EXERCISE PROMPT ▸ Find the string "whether" in the entries and copy each line that has it.

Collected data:

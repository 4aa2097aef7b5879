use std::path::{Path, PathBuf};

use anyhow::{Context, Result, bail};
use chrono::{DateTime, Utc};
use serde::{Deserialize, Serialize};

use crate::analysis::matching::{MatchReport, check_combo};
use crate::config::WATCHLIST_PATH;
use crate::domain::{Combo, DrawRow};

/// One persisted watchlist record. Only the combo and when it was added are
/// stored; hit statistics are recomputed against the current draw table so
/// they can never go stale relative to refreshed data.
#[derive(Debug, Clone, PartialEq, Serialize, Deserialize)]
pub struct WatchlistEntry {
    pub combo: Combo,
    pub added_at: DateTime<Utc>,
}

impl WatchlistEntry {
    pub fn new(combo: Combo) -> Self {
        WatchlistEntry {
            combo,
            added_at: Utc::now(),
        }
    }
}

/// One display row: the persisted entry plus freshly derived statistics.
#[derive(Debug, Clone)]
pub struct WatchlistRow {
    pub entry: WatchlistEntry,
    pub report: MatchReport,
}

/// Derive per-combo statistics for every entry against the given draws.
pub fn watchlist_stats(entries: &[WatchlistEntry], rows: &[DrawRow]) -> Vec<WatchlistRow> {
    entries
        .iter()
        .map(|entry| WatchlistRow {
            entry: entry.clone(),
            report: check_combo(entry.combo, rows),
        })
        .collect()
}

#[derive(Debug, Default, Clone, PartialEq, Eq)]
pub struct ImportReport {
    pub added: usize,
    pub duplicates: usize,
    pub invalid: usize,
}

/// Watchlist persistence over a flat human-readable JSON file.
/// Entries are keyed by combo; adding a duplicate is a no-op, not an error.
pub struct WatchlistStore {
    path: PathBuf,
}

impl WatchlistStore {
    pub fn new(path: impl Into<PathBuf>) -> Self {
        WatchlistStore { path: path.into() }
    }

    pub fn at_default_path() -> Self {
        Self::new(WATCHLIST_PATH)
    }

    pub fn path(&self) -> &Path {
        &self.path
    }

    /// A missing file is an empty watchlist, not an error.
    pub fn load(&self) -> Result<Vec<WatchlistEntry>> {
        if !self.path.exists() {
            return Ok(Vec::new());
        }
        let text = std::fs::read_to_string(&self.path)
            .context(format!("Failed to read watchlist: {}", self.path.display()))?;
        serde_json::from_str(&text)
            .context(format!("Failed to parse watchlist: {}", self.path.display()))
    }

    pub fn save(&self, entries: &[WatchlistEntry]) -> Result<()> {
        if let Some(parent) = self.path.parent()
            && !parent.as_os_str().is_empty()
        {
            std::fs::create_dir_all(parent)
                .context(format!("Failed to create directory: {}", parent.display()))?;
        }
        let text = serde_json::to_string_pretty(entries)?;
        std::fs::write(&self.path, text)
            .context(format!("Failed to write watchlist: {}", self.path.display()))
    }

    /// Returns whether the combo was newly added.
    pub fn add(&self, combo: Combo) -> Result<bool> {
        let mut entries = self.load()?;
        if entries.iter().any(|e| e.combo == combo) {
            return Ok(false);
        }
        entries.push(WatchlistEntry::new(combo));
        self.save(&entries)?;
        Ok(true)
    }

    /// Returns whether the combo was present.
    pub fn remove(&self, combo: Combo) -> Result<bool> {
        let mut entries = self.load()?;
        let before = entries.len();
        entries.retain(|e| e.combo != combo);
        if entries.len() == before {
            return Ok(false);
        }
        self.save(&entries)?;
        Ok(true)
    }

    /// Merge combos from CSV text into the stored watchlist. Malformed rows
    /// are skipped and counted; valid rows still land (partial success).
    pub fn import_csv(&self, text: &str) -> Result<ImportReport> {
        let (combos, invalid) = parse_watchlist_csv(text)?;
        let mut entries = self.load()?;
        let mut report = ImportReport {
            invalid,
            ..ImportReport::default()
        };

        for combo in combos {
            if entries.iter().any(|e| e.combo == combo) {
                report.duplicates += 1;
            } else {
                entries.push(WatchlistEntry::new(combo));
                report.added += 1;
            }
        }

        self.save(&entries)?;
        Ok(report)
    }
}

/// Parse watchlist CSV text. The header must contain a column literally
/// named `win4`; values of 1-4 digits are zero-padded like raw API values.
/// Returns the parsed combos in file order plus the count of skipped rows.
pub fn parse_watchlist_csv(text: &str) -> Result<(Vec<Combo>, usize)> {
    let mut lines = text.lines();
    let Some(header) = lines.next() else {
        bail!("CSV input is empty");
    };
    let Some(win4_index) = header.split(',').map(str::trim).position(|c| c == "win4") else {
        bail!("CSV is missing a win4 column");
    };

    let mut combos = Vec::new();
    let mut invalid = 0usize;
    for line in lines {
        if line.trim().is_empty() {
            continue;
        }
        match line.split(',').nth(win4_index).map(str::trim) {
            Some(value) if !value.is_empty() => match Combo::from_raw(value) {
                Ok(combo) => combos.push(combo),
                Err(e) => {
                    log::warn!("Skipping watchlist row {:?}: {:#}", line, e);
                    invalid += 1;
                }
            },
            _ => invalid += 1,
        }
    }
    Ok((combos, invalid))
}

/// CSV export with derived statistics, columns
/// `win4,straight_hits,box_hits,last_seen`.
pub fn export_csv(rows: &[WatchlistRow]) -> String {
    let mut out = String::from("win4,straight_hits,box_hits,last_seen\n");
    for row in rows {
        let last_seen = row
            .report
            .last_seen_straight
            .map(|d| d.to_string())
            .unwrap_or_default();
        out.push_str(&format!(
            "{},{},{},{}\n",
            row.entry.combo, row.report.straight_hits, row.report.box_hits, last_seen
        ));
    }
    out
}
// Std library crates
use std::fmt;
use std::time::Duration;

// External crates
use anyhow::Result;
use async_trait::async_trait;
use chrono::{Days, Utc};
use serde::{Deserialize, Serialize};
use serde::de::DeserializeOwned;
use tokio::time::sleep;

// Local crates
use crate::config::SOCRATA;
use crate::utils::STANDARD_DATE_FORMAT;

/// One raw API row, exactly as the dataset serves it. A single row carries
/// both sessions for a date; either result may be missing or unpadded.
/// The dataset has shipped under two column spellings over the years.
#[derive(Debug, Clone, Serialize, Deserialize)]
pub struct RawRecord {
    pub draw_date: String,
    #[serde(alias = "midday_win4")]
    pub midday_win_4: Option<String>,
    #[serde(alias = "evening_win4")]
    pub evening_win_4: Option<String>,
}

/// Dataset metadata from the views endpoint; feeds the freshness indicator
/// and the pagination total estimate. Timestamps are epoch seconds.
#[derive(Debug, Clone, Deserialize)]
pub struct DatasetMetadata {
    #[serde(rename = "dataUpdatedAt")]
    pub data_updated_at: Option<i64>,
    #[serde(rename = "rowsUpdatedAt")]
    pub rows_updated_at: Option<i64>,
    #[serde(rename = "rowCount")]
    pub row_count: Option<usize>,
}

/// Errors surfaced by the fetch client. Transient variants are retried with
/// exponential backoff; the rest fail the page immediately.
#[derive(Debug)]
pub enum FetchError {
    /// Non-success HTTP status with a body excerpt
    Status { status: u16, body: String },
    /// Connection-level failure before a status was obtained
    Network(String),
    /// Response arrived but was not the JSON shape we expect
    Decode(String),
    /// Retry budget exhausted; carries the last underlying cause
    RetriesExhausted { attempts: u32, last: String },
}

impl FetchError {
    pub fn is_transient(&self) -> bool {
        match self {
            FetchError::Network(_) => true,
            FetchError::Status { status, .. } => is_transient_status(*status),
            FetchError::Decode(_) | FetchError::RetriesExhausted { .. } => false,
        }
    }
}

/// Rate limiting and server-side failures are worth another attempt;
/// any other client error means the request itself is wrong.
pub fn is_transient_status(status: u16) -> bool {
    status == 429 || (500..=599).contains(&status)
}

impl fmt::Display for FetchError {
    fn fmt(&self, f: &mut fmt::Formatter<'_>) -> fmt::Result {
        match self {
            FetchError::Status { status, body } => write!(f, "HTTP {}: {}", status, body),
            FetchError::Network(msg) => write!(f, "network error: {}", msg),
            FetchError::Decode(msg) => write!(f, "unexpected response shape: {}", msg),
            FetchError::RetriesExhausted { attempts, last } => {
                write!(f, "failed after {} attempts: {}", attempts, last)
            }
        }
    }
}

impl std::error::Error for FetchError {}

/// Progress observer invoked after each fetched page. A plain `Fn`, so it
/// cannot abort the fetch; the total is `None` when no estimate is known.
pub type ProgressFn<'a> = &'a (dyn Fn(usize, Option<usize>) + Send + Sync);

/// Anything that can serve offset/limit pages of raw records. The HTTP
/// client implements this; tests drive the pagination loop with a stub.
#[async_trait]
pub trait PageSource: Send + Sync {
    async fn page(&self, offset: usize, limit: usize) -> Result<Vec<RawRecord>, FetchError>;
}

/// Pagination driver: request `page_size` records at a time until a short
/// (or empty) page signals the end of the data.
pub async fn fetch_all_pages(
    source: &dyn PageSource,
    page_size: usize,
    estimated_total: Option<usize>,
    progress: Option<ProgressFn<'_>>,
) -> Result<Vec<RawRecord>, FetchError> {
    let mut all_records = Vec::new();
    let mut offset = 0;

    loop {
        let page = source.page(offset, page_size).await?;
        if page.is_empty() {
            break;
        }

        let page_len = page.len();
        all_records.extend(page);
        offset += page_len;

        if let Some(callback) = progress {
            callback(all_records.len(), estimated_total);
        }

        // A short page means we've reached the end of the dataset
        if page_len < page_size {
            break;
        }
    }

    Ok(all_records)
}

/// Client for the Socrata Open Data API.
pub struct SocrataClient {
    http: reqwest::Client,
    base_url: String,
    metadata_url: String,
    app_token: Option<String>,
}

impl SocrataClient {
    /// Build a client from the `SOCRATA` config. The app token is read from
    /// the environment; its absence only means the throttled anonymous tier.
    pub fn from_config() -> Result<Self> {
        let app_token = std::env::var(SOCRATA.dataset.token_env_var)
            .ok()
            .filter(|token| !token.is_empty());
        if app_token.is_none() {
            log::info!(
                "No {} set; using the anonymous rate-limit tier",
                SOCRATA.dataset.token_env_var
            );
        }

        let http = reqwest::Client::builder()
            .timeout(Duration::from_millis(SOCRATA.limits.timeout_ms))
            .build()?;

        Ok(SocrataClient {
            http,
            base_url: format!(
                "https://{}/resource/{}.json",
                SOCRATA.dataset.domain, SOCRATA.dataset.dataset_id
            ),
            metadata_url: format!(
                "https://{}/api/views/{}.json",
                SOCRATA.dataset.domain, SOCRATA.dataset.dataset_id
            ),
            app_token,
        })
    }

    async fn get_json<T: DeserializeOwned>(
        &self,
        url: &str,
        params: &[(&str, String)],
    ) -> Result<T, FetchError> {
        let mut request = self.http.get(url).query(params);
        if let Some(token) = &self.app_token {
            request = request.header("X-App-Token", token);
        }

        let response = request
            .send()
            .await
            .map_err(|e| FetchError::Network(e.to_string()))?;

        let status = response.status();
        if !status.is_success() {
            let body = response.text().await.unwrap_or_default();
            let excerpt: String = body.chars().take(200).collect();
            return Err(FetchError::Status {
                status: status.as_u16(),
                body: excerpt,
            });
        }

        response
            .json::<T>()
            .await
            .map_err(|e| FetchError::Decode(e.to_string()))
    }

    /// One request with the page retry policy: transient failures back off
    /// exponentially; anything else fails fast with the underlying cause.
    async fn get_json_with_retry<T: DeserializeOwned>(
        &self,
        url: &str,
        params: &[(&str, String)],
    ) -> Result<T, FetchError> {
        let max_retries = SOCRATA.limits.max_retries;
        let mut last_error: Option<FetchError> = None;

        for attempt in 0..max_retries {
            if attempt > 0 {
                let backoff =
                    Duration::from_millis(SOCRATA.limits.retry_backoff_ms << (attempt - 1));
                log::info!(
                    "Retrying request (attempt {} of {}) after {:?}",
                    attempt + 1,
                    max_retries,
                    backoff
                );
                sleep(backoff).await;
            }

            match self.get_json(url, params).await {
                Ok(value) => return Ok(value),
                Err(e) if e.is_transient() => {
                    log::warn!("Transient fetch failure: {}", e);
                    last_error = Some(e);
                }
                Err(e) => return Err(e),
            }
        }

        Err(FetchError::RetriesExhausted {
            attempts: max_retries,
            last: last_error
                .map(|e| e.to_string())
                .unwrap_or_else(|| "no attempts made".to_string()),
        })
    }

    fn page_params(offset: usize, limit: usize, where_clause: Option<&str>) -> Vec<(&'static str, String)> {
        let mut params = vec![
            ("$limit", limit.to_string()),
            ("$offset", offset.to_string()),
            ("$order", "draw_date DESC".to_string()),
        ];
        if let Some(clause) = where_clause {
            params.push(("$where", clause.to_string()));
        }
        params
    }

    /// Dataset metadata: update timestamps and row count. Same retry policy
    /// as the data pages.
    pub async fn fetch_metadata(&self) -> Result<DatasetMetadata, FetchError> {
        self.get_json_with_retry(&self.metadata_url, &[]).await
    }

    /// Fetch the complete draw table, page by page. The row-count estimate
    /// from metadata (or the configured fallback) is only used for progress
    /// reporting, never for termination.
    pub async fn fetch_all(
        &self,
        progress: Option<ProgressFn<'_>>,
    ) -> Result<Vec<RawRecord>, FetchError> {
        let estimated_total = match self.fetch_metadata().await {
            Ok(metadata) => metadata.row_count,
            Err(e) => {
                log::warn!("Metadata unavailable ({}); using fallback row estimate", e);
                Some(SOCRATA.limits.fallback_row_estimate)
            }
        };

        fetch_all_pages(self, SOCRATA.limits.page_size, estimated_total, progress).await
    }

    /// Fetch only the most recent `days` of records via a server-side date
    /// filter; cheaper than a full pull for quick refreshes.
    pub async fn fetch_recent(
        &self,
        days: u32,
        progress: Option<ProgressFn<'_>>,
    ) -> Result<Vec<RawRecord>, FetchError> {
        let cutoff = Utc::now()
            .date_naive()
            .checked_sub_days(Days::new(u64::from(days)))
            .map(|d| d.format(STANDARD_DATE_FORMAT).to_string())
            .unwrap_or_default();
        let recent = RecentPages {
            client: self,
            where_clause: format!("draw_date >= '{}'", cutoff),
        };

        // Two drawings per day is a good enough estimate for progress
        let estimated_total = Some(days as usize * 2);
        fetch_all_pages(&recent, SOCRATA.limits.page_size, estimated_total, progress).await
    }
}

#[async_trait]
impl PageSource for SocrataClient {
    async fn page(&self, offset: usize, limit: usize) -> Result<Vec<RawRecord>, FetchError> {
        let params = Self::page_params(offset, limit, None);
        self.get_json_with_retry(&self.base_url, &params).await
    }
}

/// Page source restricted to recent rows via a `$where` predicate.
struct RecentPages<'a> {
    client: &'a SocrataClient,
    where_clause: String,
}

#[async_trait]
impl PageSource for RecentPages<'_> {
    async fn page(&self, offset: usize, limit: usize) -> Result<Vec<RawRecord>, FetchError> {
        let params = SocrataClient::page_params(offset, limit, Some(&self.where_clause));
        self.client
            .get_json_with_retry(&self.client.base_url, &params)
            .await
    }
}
--
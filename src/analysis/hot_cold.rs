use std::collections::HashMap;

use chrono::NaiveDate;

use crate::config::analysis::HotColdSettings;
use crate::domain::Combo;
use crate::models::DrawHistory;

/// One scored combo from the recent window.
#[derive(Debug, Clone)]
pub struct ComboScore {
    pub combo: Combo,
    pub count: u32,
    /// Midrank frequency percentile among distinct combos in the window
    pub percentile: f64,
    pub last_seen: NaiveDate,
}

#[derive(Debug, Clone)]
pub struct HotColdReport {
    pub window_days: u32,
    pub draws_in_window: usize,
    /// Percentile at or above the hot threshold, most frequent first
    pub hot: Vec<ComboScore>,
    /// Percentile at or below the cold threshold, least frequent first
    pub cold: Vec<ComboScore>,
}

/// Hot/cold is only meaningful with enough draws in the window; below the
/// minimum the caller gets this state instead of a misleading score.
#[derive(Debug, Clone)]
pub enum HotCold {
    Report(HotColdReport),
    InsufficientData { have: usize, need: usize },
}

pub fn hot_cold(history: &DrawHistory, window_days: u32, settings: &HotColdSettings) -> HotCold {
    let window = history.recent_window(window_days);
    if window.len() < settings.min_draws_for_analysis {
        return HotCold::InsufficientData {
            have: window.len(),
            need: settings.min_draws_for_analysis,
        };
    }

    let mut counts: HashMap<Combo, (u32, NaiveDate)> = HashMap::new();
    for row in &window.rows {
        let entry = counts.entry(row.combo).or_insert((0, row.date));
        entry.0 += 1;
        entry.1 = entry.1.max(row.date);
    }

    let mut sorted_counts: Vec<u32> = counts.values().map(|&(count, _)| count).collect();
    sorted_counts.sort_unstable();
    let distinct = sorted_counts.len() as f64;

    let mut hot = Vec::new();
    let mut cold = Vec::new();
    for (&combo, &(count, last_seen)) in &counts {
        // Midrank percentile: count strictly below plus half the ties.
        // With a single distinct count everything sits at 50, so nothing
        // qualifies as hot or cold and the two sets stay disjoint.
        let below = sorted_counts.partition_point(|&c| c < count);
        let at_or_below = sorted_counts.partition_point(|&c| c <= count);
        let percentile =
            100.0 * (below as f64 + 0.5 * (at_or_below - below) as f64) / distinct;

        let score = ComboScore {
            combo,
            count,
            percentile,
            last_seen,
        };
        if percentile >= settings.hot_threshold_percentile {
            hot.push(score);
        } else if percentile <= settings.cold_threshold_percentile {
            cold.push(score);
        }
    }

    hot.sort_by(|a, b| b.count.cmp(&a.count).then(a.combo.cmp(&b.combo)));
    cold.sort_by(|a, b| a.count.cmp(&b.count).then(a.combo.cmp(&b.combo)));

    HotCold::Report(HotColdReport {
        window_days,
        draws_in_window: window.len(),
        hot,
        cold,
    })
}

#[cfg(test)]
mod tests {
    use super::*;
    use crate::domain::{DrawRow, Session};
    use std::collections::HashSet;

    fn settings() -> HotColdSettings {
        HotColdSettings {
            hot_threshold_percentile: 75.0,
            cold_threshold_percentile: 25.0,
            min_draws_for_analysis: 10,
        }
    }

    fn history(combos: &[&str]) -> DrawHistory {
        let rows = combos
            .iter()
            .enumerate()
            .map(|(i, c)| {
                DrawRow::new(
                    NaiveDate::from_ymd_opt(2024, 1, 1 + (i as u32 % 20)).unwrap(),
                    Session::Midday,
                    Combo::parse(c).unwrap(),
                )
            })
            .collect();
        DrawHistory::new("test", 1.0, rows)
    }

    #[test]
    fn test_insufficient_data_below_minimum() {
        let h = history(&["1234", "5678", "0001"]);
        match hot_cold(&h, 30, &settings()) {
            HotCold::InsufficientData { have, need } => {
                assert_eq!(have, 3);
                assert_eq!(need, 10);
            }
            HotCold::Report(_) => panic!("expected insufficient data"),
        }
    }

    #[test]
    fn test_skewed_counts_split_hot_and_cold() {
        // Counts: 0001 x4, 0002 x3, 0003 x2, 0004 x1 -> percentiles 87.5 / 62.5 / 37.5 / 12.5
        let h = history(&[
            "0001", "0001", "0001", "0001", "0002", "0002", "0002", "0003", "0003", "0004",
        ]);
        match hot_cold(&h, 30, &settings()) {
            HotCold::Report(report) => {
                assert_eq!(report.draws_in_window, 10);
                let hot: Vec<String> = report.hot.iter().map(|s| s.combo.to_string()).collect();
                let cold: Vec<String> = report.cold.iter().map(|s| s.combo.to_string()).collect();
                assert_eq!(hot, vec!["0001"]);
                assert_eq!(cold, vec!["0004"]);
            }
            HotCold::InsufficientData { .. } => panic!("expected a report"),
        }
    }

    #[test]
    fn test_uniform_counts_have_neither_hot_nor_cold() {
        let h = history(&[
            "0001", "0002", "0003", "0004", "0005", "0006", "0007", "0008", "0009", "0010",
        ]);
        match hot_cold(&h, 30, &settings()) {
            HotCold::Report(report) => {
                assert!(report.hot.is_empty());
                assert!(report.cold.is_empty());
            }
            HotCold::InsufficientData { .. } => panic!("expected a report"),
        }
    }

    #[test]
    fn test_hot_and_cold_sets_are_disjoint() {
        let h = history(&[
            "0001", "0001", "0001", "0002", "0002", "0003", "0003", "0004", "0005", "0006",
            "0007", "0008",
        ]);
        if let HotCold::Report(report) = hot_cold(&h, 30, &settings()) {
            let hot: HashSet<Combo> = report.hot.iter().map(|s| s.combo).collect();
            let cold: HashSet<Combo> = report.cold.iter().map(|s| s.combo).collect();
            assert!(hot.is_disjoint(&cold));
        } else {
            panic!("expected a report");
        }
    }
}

ANSWER BELOW ▸
    /// Returns whether the combo was newly added.
    /// Returns whether the combo was present.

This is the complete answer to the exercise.